James J. McCarthy (January 25, 1944 – December 11, 2019) was a Professor of Biological Oceanography at Harvard and was president of the American Association for the Advancement of Science from February 2008 to February 2009.

McCarthy was the Alexander Agassiz Professor of Biological Oceanography in the Department of Organismic and Evolutionary Biology and former Master of Pforzheimer House. He was also Acting Curator of the Malacology Department in the Museum of Comparative Zoology.

His studies addressed factors that regulate the processes of primary production and nutrient supply in upper ocean, approached using controlled laboratory studies and field investigations. Study sites ranged from near shore to the open ocean. Later field research sites included the North Atlantic, equatorial Pacific, and Arabian Sea.

He was on the faculty of the Harvard Medical School Center for Health and the Global Environment.

==Biography==
McCarthy grew up in Sweet Home, Oregon and graduated from Sweet Home High School in 1962.

McCarthy received his undergraduate degree in biology from Gonzaga University, and his Ph.D. from Scripps Institution of Oceanography in 1971. His research interests related to the regulation of plankton productivity in the sea, and in later years focused on regions that are strongly affected by seasonal and inter-annual variation in climate.

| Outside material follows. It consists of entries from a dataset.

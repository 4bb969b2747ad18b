use std::collections::HashMap;

use serde::{Deserialize, Serialize};

/// One selectable option offered by the wizard.
#[derive(Debug, Clone, Serialize, Deserialize, PartialEq, Eq)]
#[cfg_attr(feature = "typescript", derive(ts_rs::TS))]
#[cfg_attr(feature = "typescript", ts(export))]
pub struct CatalogOption {
    /// Stable identifier stored in the configuration.
    pub id: String,
    /// Human-readable label.
    pub label: String,
    /// Longer description, shown alongside the label when present.
    #[serde(default)]
    pub description: Option<String>,
    /// Grouping hint for presentation layers.
    #[serde(default)]
    pub category: Option<String>,
}

impl CatalogOption {
    pub fn new(id: impl Into<String>, label: impl Into<String>) -> Self {
        Self {
            id: id.into(),
            label: label.into(),
            description: None,
            category: None,
        }
    }

    pub fn with_description(mut self, description: impl Into<String>) -> Self {
        self.description = Some(description.into());
        self
    }

    pub fn with_category(mut self, category: impl Into<String>) -> Self {
        self.category = Some(category.into());
        self
    }
}

/// The option groups the wizard draws from. Group names double as
/// translation key segments: `options.<group>.<id>`.
#[derive(Debug, Clone, Copy, Serialize, Deserialize, PartialEq, Eq, Hash)]
#[cfg_attr(feature = "typescript", derive(ts_rs::TS))]
#[cfg_attr(feature = "typescript", ts(export))]
#[serde(rename_all = "snake_case")]
pub enum OptionGroup {
    SystemTypes,
    Objectives,
    NonFunctionalRequirements,
    Features,
    ColorPalettes,
    VisualStyles,
    MenuTypes,
    LandingStructure,
    LandingElements,
    LandingStyles,
    AuthMethods,
    DashboardFeatures,
    Frontend,
    Backend,
    Fullstack,
    Databases,
    Orms,
    Hosting,
    SecurityFeatures,
    FolderOrganization,
    ArchitecturalPatterns,
    BestPractices,
    ScalabilityFeatures,
    PerformanceFeatures,
    Restrictions,
    Integrations,
}

impl OptionGroup {
    pub const ALL: [OptionGroup; 26] = [
        Self::SystemTypes,
        Self::Objectives,
        Self::NonFunctionalRequirements,
        Self::Features,
        Self::ColorPalettes,
        Self::VisualStyles,
        Self::MenuTypes,
        Self::LandingStructure,
        Self::LandingElements,
        Self::LandingStyles,
        Self::AuthMethods,
        Self::DashboardFeatures,
        Self::Frontend,
        Self::Backend,
        Self::Fullstack,
        Self::Databases,
        Self::Orms,
        Self::Hosting,
        Self::SecurityFeatures,
        Self::FolderOrganization,
        Self::ArchitecturalPatterns,
        Self::BestPractices,
        Self::ScalabilityFeatures,
        Self::PerformanceFeatures,
        Self::Restrictions,
        Self::Integrations,
    ];

    pub fn as_str(&self) -> &'static str {
        match self {
            Self::SystemTypes => "system_types",
            Self::Objectives => "objectives",
            Self::NonFunctionalRequirements => "non_functional_requirements",
            Self::Features => "features",
            Self::ColorPalettes => "color_palettes",
            Self::VisualStyles => "visual_styles",
            Self::MenuTypes => "menu_types",
            Self::LandingStructure => "landing_structure",
            Self::LandingElements => "landing_elements",
            Self::LandingStyles => "landing_styles",
            Self::AuthMethods => "auth_methods",
            Self::DashboardFeatures => "dashboard_features",
            Self::Frontend => "frontend",
            Self::Backend => "backend",
            Self::Fullstack => "fullstack",
            Self::Databases => "databases",
            Self::Orms => "orms",
            Self::Hosting => "hosting",
            Self::SecurityFeatures => "security_features",
            Self::FolderOrganization => "folder_organization",
            Self::ArchitecturalPatterns => "architectural_patterns",
            Self::BestPractices => "best_practices",
            Self::ScalabilityFeatures => "scalability_features",
            Self::PerformanceFeatures => "performance_features",
            Self::Restrictions => "restrictions",
            Self::Integrations => "integrations",
        }
    }

    pub fn parse(s: &str) -> Option<Self> {
        Self::ALL.iter().copied().find(|group| group.as_str() == s)
    }
}

/// Read-only source of the options offered for each group.
pub trait OptionCatalogs: Send + Sync {
    /// Options for the group, empty when the group is not seeded.
    fn options(&self, group: OptionGroup) -> &[CatalogOption];

    fn find(&self, group: OptionGroup, id: &str) -> Option<&CatalogOption> {
        self.options(group).iter().find(|option| option.id == id)
    }

    /// Whether the group has any options to validate against.
    fn has_options(&self, group: OptionGroup) -> bool {
        !self.options(group).is_empty()
    }
}

/// In-memory catalog set.
#[derive(Debug, Clone, Default)]
pub struct StaticCatalogs {
    groups: HashMap<OptionGroup, Vec<CatalogOption>>,
}

impl StaticCatalogs {
    pub fn new() -> Self {
        Self::default()
    }

    pub fn with_group(mut self, group: OptionGroup, options: Vec<CatalogOption>) -> Self {
        self.groups.insert(group, options);
        self
    }
}

impl OptionCatalogs for StaticCatalogs {
    fn options(&self, group: OptionGroup) -> &[CatalogOption] {
        self.groups.get(&group).map(Vec::as_slice).unwrap_or(&[])
    }
}
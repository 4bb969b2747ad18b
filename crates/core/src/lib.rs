pub mod catalog_defaults;
pub mod domain;
pub mod error;

pub use domain::catalog::{CatalogOption, OptionCatalogs, OptionGroup, StaticCatalogs};
pub use domain::config::{PromptConfig, SectionKey};
pub use domain::translate::{NoTranslations, StaticTranslations, Translator};
pub use domain::update::SectionUpdate;
pub use error::{CoreError, Result};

From 1979 until 2002 McCarthy was the Director of Harvard University's Museum of Comparative Zoology. He held faculty appointments in the Department of Organismic and Evolutionary Biology and the Department of Earth and Planetary Sciences, and he was the Head Tutor for degrees in Environmental Science and Public Policy.

From 1986 to 1993, he chaired the international committee that establishes research priorities and oversees implementation of the International Geosphere-Biosphere Programme. He was the founding editor for the American Geophysical Union's journal Global Biogeochemical Cycles. He was involved in two of the recent international assessments on climate impacts. He served as co-chair of the IPCC, Working Group II, which had responsibilities for assessing impacts of and vulnerabilities to global climate change for the Third IPCC Assessment (2001). He was also one of the lead authors on the recently completed Arctic Climate Impact Assessment.

McCarthy was also a Fellow of the American Academy of Arts and Sciences, and a Foreign Member of the Royal Swedish Academy of Sciences.

He was emeritus chair of the Board of Directors for the Union of Concerned Scientists.

==Awards and honors==
- Distinguished Alumni Merit Award, Gonzaga University (1993)
- O’Leary Distinguished Scientist Lecture, Gonzaga University (2008)
- Walker Prize (2008)
- 2009 Scientist of the Year by the Harvard Foundation
- New England Aquarium’s David B. Stone Award

In 2018, James J. McCarthy was nominated as a recipient of the Tyler Prize for Environmental Achievement for his work on phytoplankton as it relates to climate change impacts and his outstanding leadership in the field of science policy. He shared the 2018 Tyler Prize, known as the "Nobel Prize" of the environment, with fellow biological oceanographer Paul Falkowski of Rutgers University.